In the wake of Australia being slammed over inhumane conditions for asylum seekers and the leak of over 2000 reports of abuse in the Nauru detention centre, there have been calls to do something. Today, it has been revealed by Labor frontbencher Stephen Conroy that offshore detention on Nauru and Manus Island would not have been necessary had Tony Abbott’s opposition agreed to the Gillard government’s Malaysian solution.

Senator Conroy’s comments come after Mr Abbott told The Weekend Australian his opposition to the Malaysian solution had in hindsight been a mistake, and as Labor confirmed it would push for a parliamentary inquiry into conditions on Nauru, despite Prime Minister Malcolm Turnbull brushing off the leaked reports as something to be examined.

In a remarkable concession, Mr Abbott admitted he may have been at fault in opposing so strongly the Gillard government’s Malaysia deal on asylum-seekers. While he still doubted the scheme would have worked to halt the boats, letting it stand “would have been a step back from the hyper-partisanship that now poisons our public life”.

Senator Conroy told Sky News he was “absolutely gobsmacked” to read of Mr Abbott’s backflip.

“I mean what sort of outrageous behaviour was Tony Abbott engaged in? This was a solution which would have seen no need for Nauru, would have seen no need for Manus Island,” he said.

“Tony Abbott now looks back wistfully and says, ‘oh well maybe I was just playing politics a bit too much’. I think that Tony Abbott’s commentary recently needs to be highlighted, because this would have avoided all of these problems.”

Senator Conroy said there had been approximately 600 deaths at sea after the Malaysian solution was rejected.

“All of the problems that have now emerged from Nauru and Manus wouldn’t have happened if the Malaysian solution had been adopted as Tony Abbott now says he should have done,” he said.

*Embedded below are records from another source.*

/*!
 * Ethernity Core
 * 
 * Tipos e utilitários compartilhados para a workspace Ethernity
 */

pub mod types;
pub mod traits;
pub mod utils;
pub mod error;

// Re-exportações públicas
pub use error::Error;
pub use error::Result;
pub use types::*;
use ethernity_core::{utils::normalize_address, ContractAddress, Severity};
use ethernity_scanner::{analyze_bytecode, Bytecode, PatternKind, Registry, Summary};

fn addr(n: u64) -> ContractAddress {
    normalize_address(&format!("0x{:040x}", n)).unwrap()
}

fn code(text: &str) -> Bytecode {
    Bytecode::from(text.as_bytes())
}

/// Código longo o bastante para não disparar a checagem estrutural
fn padded(text: &str) -> Bytecode {
    let mut bytes = vec![0x5b; 128];
    bytes.extend_from_slice(text.as_bytes());
    Bytecode::new(bytes)
}

fn verdict(code: &Bytecode, kind: PatternKind) -> bool {
    analyze_bytecode(addr(1), code).get(kind).unwrap().vulnerable
}

#[test]
fn storage_gap_without_signatures_or_access_control() {
    let result = analyze_bytecode(addr(1), &code("__gap balanceOf"));

    assert!(!result.get(PatternKind::StorageCollision).unwrap().vulnerable);
    assert!(!result.get(PatternKind::SignatureValidation).unwrap().vulnerable);
    assert!(result.get(PatternKind::AccessControl).unwrap().vulnerable);
}

#[test]
fn flash_loan_without_guard_but_with_owner() {
    let result = analyze_bytecode(addr(1), &code("onlyOwner flashLoan"));

    let flash = result.get(PatternKind::FlashLoanReentrancy).unwrap();
    assert!(flash.vulnerable);
    assert!(flash.evidence.iter().any(|e| e.ends_with("flashLoan")));
    assert!(!result.get(PatternKind::AccessControl).unwrap().vulnerable);
    assert!(!result.get(PatternKind::GovernanceManipulation).unwrap().vulnerable);
}

#[test]
fn flash_loan_guard_variants() {
    assert!(!verdict(&code("flashMint nonReentrant"), PatternKind::FlashLoanReentrancy));
    assert!(!verdict(&code("receiveFlashLoan locked"), PatternKind::FlashLoanReentrancy));
    assert!(!verdict(&code("transfer"), PatternKind::FlashLoanReentrancy));
}

#[test]
fn oracle_needs_freshness_check() {
    assert!(verdict(&code("latestRoundData"), PatternKind::OracleStaleness));
    assert!(!verdict(&code("latestRoundData updatedAt"), PatternKind::OracleStaleness));
    assert!(!verdict(&code("getPrice timestamp"), PatternKind::OracleStaleness));
    assert!(!verdict(&code("transfer"), PatternKind::OracleStaleness));
}

#[test]
fn swap_needs_slippage_protection() {
    assert!(verdict(&code("exchange"), PatternKind::FlashSwapSlippage));
    assert!(!verdict(&code("swap amountOutMinimum"), PatternKind::FlashSwapSlippage));
    assert!(!verdict(&code("mint"), PatternKind::FlashSwapSlippage));
}

#[test]
fn signature_entry_point_needs_validation() {
    assert!(verdict(&code("permit"), PatternKind::SignatureValidation));
    assert!(verdict(&code("executeMetaTx"), PatternKind::SignatureValidation));
    assert!(!verdict(&code("permit ecrecover"), PatternKind::SignatureValidation));
    assert!(!verdict(&code("permit _domainSeparator"), PatternKind::SignatureValidation));
    assert!(!verdict(&code("permit domainSeparator"), PatternKind::SignatureValidation));
}

#[test]
fn governance_flags_on_missing_control_only() {
    assert!(verdict(&code("setFee"), PatternKind::GovernanceManipulation));
    assert!(verdict(&code("nothing here"), PatternKind::GovernanceManipulation));
    assert!(!verdict(&code("setFee onlyGovernance"), PatternKind::GovernanceManipulation));
}

#[test]
fn access_control_markers() {
    for marker in ["require(msg.sender", "require(_msgSender()", "onlyRole", "onlyOwner", "onlyAdmin"] {
        assert!(!verdict(&code(marker), PatternKind::AccessControl), "{}", marker);
    }
    assert!(verdict(&code("onlyowner"), PatternKind::AccessControl));
}

#[test]
fn proxy_init_structural_check() {
    assert!(verdict(&code("initialize"), PatternKind::ProxyInit));
    assert!(verdict(&padded("transfer"), PatternKind::ProxyInit));
    assert!(!verdict(&padded("initialize"), PatternKind::ProxyInit));
    assert!(!verdict(&padded("__init__"), PatternKind::ProxyInit));
}

#[test]
fn every_result_has_all_registry_keys_in_order() {
    let inputs = vec![
        Bytecode::new(Vec::new()),
        Bytecode::new(vec![0xff, 0x00, 0xfe, 0x80]),
        code("flashLoan swap permit setFee"),
        padded("initialize __gap onlyOwner nonReentrant minAmountOut ecrecover updatedAt"),
    ];

    for input in &inputs {
        let result = analyze_bytecode(addr(7), input);
        let kinds: Vec<_> = result.patterns().keys().copied().collect();
        assert_eq!(kinds, PatternKind::ALL.to_vec());
        for (kind, detection) in result.patterns() {
            let signature = Registry::get(*kind);
            assert_eq!(detection.pattern, signature.name);
            assert_eq!(detection.severity, signature.severity);
            assert_eq!(detection.address, addr(7));
            assert!(detection.error.is_none());
        }
    }
}

#[test]
fn same_bytes_give_same_detections() {
    let input = padded("flashLoan getPrice swap setLimit permit slot");
    let first = analyze_bytecode(addr(3), &input);
    let second = analyze_bytecode(addr(3), &input);
    assert_eq!(first.patterns(), second.patterns());
}

#[test]
fn summary_counts_match_detections() {
    let inputs = [
        code(""),
        code("flashLoan swap permit latestPrice"),
        padded("initialize __gap onlyOwner"),
        padded("initialize __gap onlyOwner nonReentrant"),
    ];

    for input in &inputs {
        let result = analyze_bytecode(addr(9), input);
        let summary = result.summary();
        let detections: Vec<_> = result.patterns().values().collect();

        assert_eq!(summary.total_patterns, 8);
        assert_eq!(
            summary.vulnerabilities_found,
            detections.iter().filter(|d| d.vulnerable).count()
        );
        assert_eq!(
            summary.critical_issues,
            detections.iter().filter(|d| d.vulnerable && d.severity == Severity::Critical).count()
        );
        assert_eq!(
            summary.high_issues,
            detections.iter().filter(|d| d.vulnerable && d.severity == Severity::High).count()
        );
        assert_eq!(summary, Summary::from_detections(result.patterns().values()));
    }
}

#[test]
fn fully_mitigated_contract_is_clean() {
    let result = analyze_bytecode(
        addr(2),
        &padded("initialize flashLoan nonReentrant swap minAmountOut permit ecrecover onlyOwner __gap"),
    );
    assert_eq!(result.summary().vulnerabilities_found, 0);
}

#[test]
fn empty_code_flags_only_ungated_patterns() {
    let result = analyze_bytecode(addr(4), &code(""));
    let flagged: Vec<_> = result
        .patterns()
        .iter()
        .filter(|(_, d)| d.vulnerable)
        .map(|(k, _)| *k)
        .collect();
    assert_eq!(
        flagged,
        vec![
            PatternKind::ProxyInit,
            PatternKind::GovernanceManipulation,
            PatternKind::AccessControl,
            PatternKind::StorageCollision,
        ]
    );
    let summary = result.summary();
    assert_eq!(summary.critical_issues, 3);
    assert_eq!(summary.high_issues, 1);
}
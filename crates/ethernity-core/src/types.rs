/*!
 * Ethernity Types
 * 
 * Tipos comuns usados em toda a workspace Ethernity
 */

use ethereum_types::Address;
use serde::{Deserialize, Deserializer, Serialize, Serializer};
use std::fmt;

use crate::utils;

/// Endereço de contrato já validado
///
/// Só pode ser construído através de [`utils::normalize_address`], então
/// um valor desse tipo nunca carrega um endereço inválido.
/// A exibição usa o checksum EIP-55.
#[derive(Debug, Clone, Copy, PartialEq, Eq, Hash, PartialOrd, Ord)]
pub struct ContractAddress(Address);

impl ContractAddress {
    pub(crate) fn from_raw(address: Address) -> Self {
        Self(address)
    }

    /// Endereço bruto de 20 bytes
    pub fn as_address(&self) -> &Address {
        &self.0
    }

    /// Representação com checksum EIP-55
    pub fn to_checksum(&self) -> String {
        utils::to_checksum_address(&self.0)
    }
}

impl fmt::Display for ContractAddress {
    fn fmt(&self, f: &mut fmt::Formatter<'_>) -> fmt::Result {
        f.write_str(&self.to_checksum())
    }
}

impl Serialize for ContractAddress {
    fn serialize<S: Serializer>(&self, serializer: S) -> Result<S::Ok, S::Error> {
        serializer.serialize_str(&self.to_checksum())
    }
}

impl<'de> Deserialize<'de> for ContractAddress {
    fn deserialize<D: Deserializer<'de>>(deserializer: D) -> Result<Self, D::Error> {
        let raw = String::deserialize(deserializer)?;
        utils::normalize_address(&raw).map_err(serde::de::Error::custom)
    }
}

/// Severidade fixa de um padrão de vulnerabilidade
#[derive(Debug, Clone, Copy, PartialEq, Eq, PartialOrd, Ord, Hash, Serialize, Deserialize)]
#[serde(rename_all = "SCREAMING_SNAKE_CASE")]
pub enum Severity {
    High,
    Critical,
}

impl fmt::Display for Severity {
    fn fmt(&self, f: &mut fmt::Formatter<'_>) -> fmt::Result {
        match self {
            Severity::High => write!(f, "HIGH"),
            Severity::Critical => write!(f, "CRITICAL"),
        }
    }
}
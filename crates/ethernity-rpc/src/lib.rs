/*!
 * Ethernity RPC
 *
 * Cliente RPC para obtenção de bytecode implantado em nodes Ethereum
 */

use ethernity_core::{Error, error::Result, traits::BytecodeSource, ContractAddress};
use web3::{
    Web3,
    transports::{Http, WebSocket},
    types::H160,
};
use std::sync::Arc;
use std::sync::atomic::{AtomicUsize, Ordering};
use std::time::Duration;
use async_trait::async_trait;
use tracing::{debug, warn};

/// Variável de ambiente com o endpoint do node
pub const RPC_ENDPOINT_ENV: &str = "MAINNET_RPC";

/// Configuração do cliente RPC
#[derive(Debug, Clone)]
pub struct RpcConfig {
    pub endpoint: String,
    /// Timeout de cada chamada `eth_getCode`
    pub timeout: Duration,
    pub max_retries: u32,
    pub retry_delay: Duration,
    pub connection_pool_size: usize,
}

impl Default for RpcConfig {
    fn default() -> Self {
        Self {
            endpoint: "http://localhost:8545".to_string(),
            timeout: Duration::from_secs(30),
            max_retries: 3,
            retry_delay: Duration::from_millis(500),
            connection_pool_size: 4,
        }
    }
}

impl RpcConfig {
    /// Configuração padrão com o endpoint lido de `MAINNET_RPC`, quando definido
    pub fn from_env() -> Self {
        let mut config = Self::default();
        if let Ok(endpoint) = std::env::var(RPC_ENDPOINT_ENV) {
            if !endpoint.trim().is_empty() {
                config.endpoint = endpoint.trim().to_string();
            }
        }
        config
    }

    /// Substitui o endpoint
    pub fn with_endpoint(mut self, endpoint: impl Into<String>) -> Self {
        self.endpoint = endpoint.into();
        self
    }
}

/// Enum para diferentes tipos de transporte
pub enum TransportType {
    Http(Web3<Http>),
    WebSocket(Web3<WebSocket>),
}

/// Cliente RPC para Ethereum
pub struct EthernityRpcClient {
    transport: TransportType,
    config: RpcConfig,
}

impl EthernityRpcClient {
    /// Cria um novo cliente RPC HTTP
    pub async fn new_http(config: RpcConfig) -> Result<Self> {
        let transport = Http::new(&config.endpoint)
            .map_err(|e| Error::RpcError(format!("Falha ao conectar via HTTP: {}", e)))?;

        let client = Self {
            transport: TransportType::Http(Web3::new(transport)),
            config,
        };

        // Verifica a conexão
        client.get_block_number().await?;

        Ok(client)
    }

    /// Cria um novo cliente RPC WebSocket
    pub async fn new_websocket(config: RpcConfig) -> Result<Self> {
        let transport = WebSocket::new(&config.endpoint)
            .await
            .map_err(|e| Error::RpcError(format!("Falha ao conectar via WebSocket: {}", e)))?;

        let client = Self {
            transport: TransportType::WebSocket(Web3::new(transport)),
            config,
        };

        // Verifica a conexão
        client.get_block_number().await?;

        Ok(client)
    }

    /// Cria um novo cliente baseado na URL
    pub async fn new(config: RpcConfig) -> Result<Self> {
        if config.endpoint.starts_with("ws") {
            Self::new_websocket(config).await
        } else {
            Self::new_http(config).await
        }
    }

    /// Configuração em uso
    pub fn config(&self) -> &RpcConfig {
        &self.config
    }

    /// Obtém o número do bloco atual
    pub async fn get_block_number(&self) -> Result<u64> {
        let request = async {
            match &self.transport {
                TransportType::Http(web3) => web3.eth().block_number().await,
                TransportType::WebSocket(web3) => web3.eth().block_number().await,
            }
        };

        let block_number = tokio::time::timeout(self.config.timeout, request)
            .await
            .map_err(|_| Error::TimeoutError(format!("eth_blockNumber excedeu {:?}", self.config.timeout)))?
            .map_err(|e| Error::RpcError(format!("Falha ao conectar ao node Ethereum: {}", e)))?;

        Ok(block_number.as_u64())
    }

    /// Uma única tentativa de `eth_getCode`, limitada pelo timeout configurado
    async fn fetch_code_once(&self, address: H160) -> Result<Vec<u8>> {
        let request = async {
            match &self.transport {
                TransportType::Http(web3) => web3.eth().code(address, None).await,
                TransportType::WebSocket(web3) => web3.eth().code(address, None).await,
            }
        };

        let code = tokio::time::timeout(self.config.timeout, request)
            .await
            .map_err(|_| Error::TimeoutError(format!("eth_getCode excedeu {:?}", self.config.timeout)))?
            .map_err(|e| Error::RpcError(format!("Falha ao obter código do contrato: {}", e)))?;

        Ok(code.0)
    }

    /// Obtém o código de um contrato, repetindo até `max_retries` vezes
    pub async fn get_code(&self, address: &ContractAddress) -> Result<Vec<u8>> {
        let target = H160::from_slice(address.as_address().as_bytes());
        let mut attempt = 0u32;

        loop {
            match self.fetch_code_once(target).await {
                Ok(code) => {
                    debug!(%address, bytes = code.len(), "bytecode obtido");
                    return Ok(code);
                }
                Err(e) if attempt < self.config.max_retries => {
                    attempt += 1;
                    warn!(%address, attempt, error = %e, "falha ao obter bytecode, tentando novamente");
                    tokio::time::sleep(self.config.retry_delay).await;
                }
                Err(e) => return Err(e),
            }
        }
    }
}

#[async_trait]
impl BytecodeSource for EthernityRpcClient {
    async fn get_code(&self, address: &ContractAddress) -> Result<Vec<u8>> {
        EthernityRpcClient::get_code(self, address).await
    }
}

/// Pool de conexões RPC
pub struct RpcConnectionPool {
    clients: Vec<Arc<EthernityRpcClient>>,
    current_index: AtomicUsize,
}

impl RpcConnectionPool {
    /// Cria um novo pool de conexões
    pub async fn new(config: RpcConfig, pool_size: usize) -> Result<Self> {
        let pool_size = pool_size.max(1);
        let mut clients = Vec::with_capacity(pool_size);

        for _ in 0..pool_size {
            let client = Arc::new(EthernityRpcClient::new(config.clone()).await?);
            clients.push(client);
        }

        Ok(Self {
            clients,
            current_index: AtomicUsize::new(0),
        })
    }

    /// Obtém o próximo cliente do pool (round-robin)
    pub fn get_client(&self) -> Arc<EthernityRpcClient> {
        let index = self.current_index.fetch_add(1, Ordering::Relaxed) % self.clients.len();
        self.clients[index].clone()
    }

    /// Número de clientes no pool
    pub fn size(&self) -> usize {
        self.clients.len()
    }
}

/// Cliente RPC com balanceamento de carga
pub struct LoadBalancedRpcClient {
    pool: RpcConnectionPool,
}

impl LoadBalancedRpcClient {
    /// Cria um novo cliente com balanceamento de carga
    pub async fn new(config: RpcConfig) -> Result<Self> {
        let pool = RpcConnectionPool::new(config.clone(), config.connection_pool_size).await?;

        Ok(Self { pool })
    }

    pub fn pool(&self) -> &RpcConnectionPool {
        &self.pool
    }
}

#[async_trait]
impl BytecodeSource for LoadBalancedRpcClient {
    async fn get_code(&self, address: &ContractAddress) -> Result<Vec<u8>> {
        let client = self.pool.get_client();
        client.get_code(address).await
    }
}
use thiserror::Error;

/// Erros comuns da biblioteca Ethernity
#[derive(Error, Debug, Clone, PartialEq, Eq)]
pub enum Error {
    /// Endereço malformado ou com checksum inválido
    #[error("Endereço inválido: {0}")]
    InvalidAddress(String),

    /// Erro de comunicação com o node Ethereum
    #[error("Erro de RPC: {0}")]
    RpcError(String),

    /// Erro de timeout
    #[error("Timeout: {0}")]
    TimeoutError(String),

    /// Recurso não encontrado (ex.: endereço sem código implantado)
    #[error("Não encontrado: {0}")]
    NotFound(String),

    /// Erro de codificação de dados
    #[error("Erro de codificação: {0}")]
    EncodeError(String),

    /// Erro de validação
    #[error("Erro de validação: {0}")]
    ValidationError(String),
}

impl Error {
    /// Indica se o erro veio da obtenção do bytecode (node inacessível,
    /// timeout ou contrato sem código)
    pub fn is_fetch_error(&self) -> bool {
        matches!(
            self,
            Error::RpcError(_) | Error::TimeoutError(_) | Error::NotFound(_)
        )
    }
}

/// Tipo de resultado usado em toda a biblioteca
pub type Result<T> = std::result::Result<T, Error>;
/*!
 * Ethernity Scanner - Engine
 *
 * Executa todos os detectores do registro sobre o bytecode de um contrato
 * e agrega os resultados.
 */

use crate::patterns::{Registry, Signature};
use crate::types::{AnalysisResult, BatchResult, Bytecode, DetectionResult};
use crate::ScannerConfig;
use chrono::Utc;
use ethernity_core::{
    error::Result, traits::BytecodeSource, utils::normalize_address, ContractAddress, Error,
};
use futures::stream::{self, StreamExt};
use std::collections::BTreeMap;
use std::sync::Arc;
use tracing::{debug, error, info, warn};

/// Aplica um único detector, convertendo falhas em dado
pub fn run_detector(signature: &Signature, address: ContractAddress, code: &Bytecode) -> DetectionResult {
    match signature.evaluate(code) {
        Ok(verdict) => DetectionResult::from_verdict(signature, address, verdict),
        Err(e) => {
            warn!(pattern = signature.key(), error = %e, "falha no detector");
            DetectionResult::failed(signature, address, &e)
        }
    }
}

/// Analisa um bytecode já obtido com todos os padrões do registro
pub fn analyze_bytecode(address: ContractAddress, code: &Bytecode) -> AnalysisResult {
    let patterns: BTreeMap<_, _> = Registry::list()
        .iter()
        .map(|signature| (signature.kind, run_detector(signature, address, code)))
        .collect();

    let result = AnalysisResult::new(address, Utc::now(), patterns);
    let summary = result.summary();
    info!(
        contract = %address,
        bytes = code.len(),
        vulnerabilities = summary.vulnerabilities_found,
        critical = summary.critical_issues,
        high = summary.high_issues,
        "análise concluída"
    );
    result
}

/// Resultado para um contrato cujo bytecode não pôde ser obtido
///
/// Cada padrão recebe o erro anexado e nenhum veredito.
fn fetch_failed(address: ContractAddress, error: &Error) -> AnalysisResult {
    if error.is_fetch_error() {
        warn!(contract = %address, error = %error, "falha ao obter bytecode");
    } else {
        error!(contract = %address, error = %error, "fonte de bytecode retornou erro inesperado");
    }
    let patterns = Registry::list()
        .iter()
        .map(|signature| (signature.kind, DetectionResult::failed(signature, address, error)))
        .collect();
    AnalysisResult::new(address, Utc::now(), patterns)
}

/// Analisador de bytecode de contratos
pub struct BytecodeScanner {
    config: ScannerConfig,
    source: Arc<dyn BytecodeSource>,
}

impl BytecodeScanner {
    /// Cria um novo analisador
    pub fn new(source: Arc<dyn BytecodeSource>, config: Option<ScannerConfig>) -> Self {
        Self {
            config: config.unwrap_or_default(),
            source,
        }
    }

    pub fn config(&self) -> &ScannerConfig {
        &self.config
    }

    /// Obtém o bytecode; código vazio conta como falha de obtenção
    async fn fetch_code(&self, address: &ContractAddress) -> Result<Bytecode> {
        let code = self.source.get_code(address).await?;
        if code.is_empty() {
            return Err(Error::NotFound(format!("{} não possui código implantado", address)));
        }
        debug!(contract = %address, bytes = code.len(), "bytecode recebido");
        Ok(Bytecode::new(code))
    }

    /// Analisa um contrato pelo endereço
    ///
    /// Nunca falha: endereço inválido e erro de obtenção viram dados no
    /// resultado. Um endereço inválido não chega à fonte de bytecode.
    pub async fn analyze_contract(&self, address: &str) -> AnalysisResult {
        let address = match normalize_address(address) {
            Ok(normalized) => normalized,
            Err(e) => {
                warn!(input = address, error = %e, "endereço rejeitado");
                return AnalysisResult::invalid(address, &e);
            }
        };

        match self.fetch_code(&address).await {
            Ok(code) => analyze_bytecode(address, &code),
            Err(e) => fetch_failed(address, &e),
        }
    }

    /// Analisa um bytecode já obtido
    pub fn analyze_bytecode(&self, address: ContractAddress, code: &Bytecode) -> AnalysisResult {
        analyze_bytecode(address, code)
    }

    /// Analisa um lote de endereços, preservando a ordem de entrada
    pub async fn analyze_batch<S: AsRef<str>>(&self, addresses: &[S]) -> BatchResult {
        let results = if self.config.enable_parallel {
            stream::iter(addresses)
                .map(|address| self.analyze_contract(address.as_ref()))
                .buffered(self.config.max_concurrency.max(1))
                .collect::<Vec<_>>()
                .await
        } else {
            let mut results = Vec::with_capacity(addresses.len());
            for address in addresses {
                results.push(self.analyze_contract(address.as_ref()).await);
            }
            results
        };

        let batch = BatchResult::from(results);
        info!(
            contracts = batch.len(),
            failed = batch.failed(),
            vulnerable = batch.vulnerable_contracts(),
            "lote concluído"
        );
        batch
    }
}
use std::env;
use std::sync::Arc;

use anyhow::{Context, Result};
use ethernity_rpc::{EthernityRpcClient, RpcConfig};
use ethernity_scanner::{report, BytecodeScanner, Registry};
use tracing::info;

#[tokio::main]
async fn main() -> Result<()> {
    tracing_subscriber::fmt::init();

    let mut args: Vec<String> = env::args().collect();
    let program = args.remove(0);
    let json = args.iter().any(|a| a == "--json");
    args.retain(|a| a != "--json");

    if args.iter().any(|a| a == "--list") {
        for signature in Registry::list() {
            println!("{:<24} {:<9} {}", signature.key(), signature.severity.to_string(), signature.name);
        }
        return Ok(());
    }

    // Endpoint opcional; sem ele usa MAINNET_RPC
    let has_endpoint = args
        .first()
        .map(|a| a.starts_with("http") || a.starts_with("ws"))
        .unwrap_or(false);
    let config = if has_endpoint {
        RpcConfig::from_env().with_endpoint(args.remove(0))
    } else {
        RpcConfig::from_env()
    };

    if args.is_empty() {
        eprintln!("Uso: {} [--json] [--list] [RPC_ENDPOINT] <ENDERECO>...", program);
        std::process::exit(1);
    }

    info!("Conectando a {}", config.endpoint);
    let client = EthernityRpcClient::new(config)
        .await
        .context("falha ao conectar ao node")?;
    let scanner = BytecodeScanner::new(Arc::new(client), None);

    let batch = scanner.analyze_batch(&args).await;

    if json {
        println!("{}", report::render_json(&batch).context("falha ao serializar resultados")?);
    } else if batch.len() == 1 {
        println!("{}", report::render(&batch.results[0]));
    } else {
        println!("{}", report::render_batch(&batch));
    }

    Ok(())
}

“Without revealing too many cabinet confidences of the time, we were very, very confidently briefed by our security and policing services that the people smugglers were waiting to see the first plane take off and deliver people to Malaysia, and they were closing up shop with the Australian option. They were ready to take the pamphlets out of the windows in the shopfronts, and people don’t understand the actual extent of the organised people smuggling networks. They were ready to close down the Australian option. We literally were being told that by our security and policing services that when the first plane took off and landed in Malaysia that was it for Australia.”

The Labor leader, Bill Shorten, seized on Abbott’s comments on Sunday, saying the Turnbull government should now support a Senate inquiry into the detention of people in Nauru.

“I think it’s very telling that Tony Abbott himself said that he wishes he’d gone with Labor’s Malaysia solution a few years ago and we could have perhaps avoided what we’re seeing now,” Shorten said.

“I hope the government, in the spirit of bipartisanship, will accept our invitation and support a Senate inquiry.

The Greens leader, Richard Di Natale, said on Sunday there ought to be a royal commission into the events inside Nauru’s detention centre.

“While these centres continue to be open we’re going to the sort of abuses occurring on kids,” he told Sky News.